Brigadier General John Paterson to George Washington, 16 May 1781
From Brigadier General John Paterson
West Point May 16th 1781
Dear Genl
The inclosed I have this moment recived it is all the information I have.1 beg Your Excellency will send me some instructions respecting Colonel Bedlams tarrying below.2 I am with perfect Esteem Your Excellencys Obedient servant
John Paterson
N.B. This moment is arrived a return of the Killed wounded and missing in the unhappy affair on the lines the fou[r]teenth instant, accompanied with a letter from Colonel Scammell which I have also inclosed to Your Excellency.3
Colonel Bedlam upon information he received at Kings ferry has thought proper not to proceed further.4
ALS, DLC:GW. GW’s aide-de-camp David Humphreys wrote “Ansd immediately” on the docket (see n.4 below).
1. Paterson enclosed a letter that Capt. Ezra Selden had written him on this date from Stony Point, N.Y.: “In consequence of the information wich the Bearer of Capt. Prays Letter gave me, I immediately sent down an officer, with directions to gain me, some certain information of the Enemys situation he returned last night at Ten & Informs that He went down within about half a mile of Fort Lee, & on their return landed about a mile above spiten devil Creek, their they were informed that about Two hundred refuge[e]s, had march’d up to pines bridge since no information from them.
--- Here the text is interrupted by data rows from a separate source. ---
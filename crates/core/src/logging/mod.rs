//! Structured, correlated logging.
//!
//! - `correlation`: run id generation
//! - `logger`: NDJSON logger with call-site capture
//! - `retention`: removal of expired log files

pub mod correlation;
pub mod logger;
pub mod retention;

pub use correlation::{generate_with, is_valid_run_id, new_id, GeneratedId};
pub use logger::{LogRecord, StructuredLogger};
pub use lp_protocol::log_models::{LogEntry, LogLevel, SourceContext};
pub use retention::{cleanup_logs, retention_window, RetentionReport};

use chrono::{DateTime, Utc};
use std::path::{Path, PathBuf};

/// Default log file for a run: `<log_dir>/<YYYYMMDD-HHMMSS>/pipeline.log`.
pub fn default_log_path(log_dir: &Path, start: DateTime<Utc>) -> PathBuf {
    log_dir
        .join(start.format("%Y%m%d-%H%M%S").to_string())
        .join("pipeline.log")
}
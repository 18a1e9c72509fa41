//! Embedded template files for `.localpipe/` initialization.
//!
//! The repository root `templates/` directory is embedded at compile time
//! with `rust-embed`, so `localpipe init` needs no files on disk:
//! - `CARGO_MANIFEST_DIR` = `crates/core`
//! - `../../templates` = repository root `templates/`
//!
//! With the `debug-embed` feature, debug builds embed the files too.

use rust_embed::RustEmbed;

#[derive(RustEmbed)]
#[folder = "$CARGO_MANIFEST_DIR/../../templates"]
pub struct TemplateAssets;

/// Template file content by path relative to `templates/`.
///
/// # Example
/// ```
/// use lp_core::init::templates::get_template;
///
/// let config = get_template("config.toml").expect("config.toml should exist");
/// assert!(config.contains("timeout_seconds"));
/// ```
pub fn get_template(path: &str) -> Option<String> {
    TemplateAssets::get(path).map(|file| String::from_utf8_lossy(file.data.as_ref()).to_string())
}

/// All embedded template paths, sorted.
pub fn list_templates() -> Vec<String> {
    let mut paths: Vec<String> = TemplateAssets::iter().map(|path| path.to_string()).collect();
    paths.sort();
    paths
}
use super::project_config;
use chrono::Utc;
use clap::Args;
use color_eyre::eyre::WrapErr;
use color_eyre::Result;
use lp_core::deploy::{DeployStep, DeploymentStateStore};
use lp_core::logging::{default_log_path, new_id, StructuredLogger};
use lp_core::steps::StepContext;
use std::path::Path;
use std::sync::Arc;

#[derive(Args, Debug, Clone)]
pub struct DeployArgs {
    /// Commit sha to record instead of running the configured commit command
    #[arg(long)]
    pub commit: Option<String>,
}

pub async fn execute(args: DeployArgs, project: &Path) -> Result<i32> {
    let config = project_config(project)?;
    let log_path = default_log_path(&config.log_dir(), Utc::now());
    let logger = StructuredLogger::new(new_id())
        .with_stdout(true)
        .with_log_file(&log_path)
        .wrap_err_with(|| format!("failed to open log file {}", log_path.display()))?;

    let ctx = StepContext::new(config.root.clone(), Arc::new(logger));
    let step = DeployStep::new(
        config.pipeline.deploy.clone(),
        DeploymentStateStore::new(config.state_file()),
    )
    .with_commit(args.commit);

    let report = step
        .execute(&ctx)
        .await
        .wrap_err("failed to record deployment state")?;

    Ok(report.exit_code())
}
“The information that a Party was out this side the river of about 200 refuge[e]s continues and that they are between Bargan & Fort Lee, That the Shiping which appeared proves to be only eight or Nine cheifly Sloops & Schooners, only three square riged Vessels and not One Shipd, they Lye near Bulls Ferry.
“Capt. B—— of the Militia had marched towards Fort Lee with about 200 Men. … N.B. I send you a Deserter from the Enemy who came out from New york Last Sunday [13 May]” (DLC:GW). In his diary entry for 16 May, GW noted that Selden’s account of ships near Fort Lee, N.J., “contradicted” earlier intelligence from Capt. John Pray ( , 3:365; see also Paterson to GW, 15 May, n.1). For Loyalist activities at Fort Lee, see Jonathan Lawrence, Jr., to GW, this date, and n.1.
2. In his diary entry for 16 May, GW recorded that Lt. Col. Ezra Badlam’s “detachment of 200 Men” had halted at Stony Point “but was directed not to return till the designs of the enemy were better understood” ( , 3:365).
3. The enclosed return and letter from Col. Alexander Scammell have not been identified. For reports on casualties during a surprise attack on a detachment under Col. Christopher Greene’s command, and for an earlier letter from Scammell, see Paterson’s first letter to GW, 14 May, notes 2 and 3; see also GW to Samuel Huntington, 17 May.
4. GW replied to Paterson from headquarters on this date: “Since my return from the Point I am favored with yours—I think it will be expedient for Col. Badlam to remain in his present position, until the state of the Enemy is more thoroughly ascertained, from below. … P.S. Please to send up the Deserter” (Df, in David Humphreys’s writing, DLC:GW; Varick transcript, DLC:GW; the dateline on the draft renders “178” as the year, but the docket reads “May 16. 1781”). GW traveled to “the Posts at West point” on this date (entry for 16 May in , 3:365).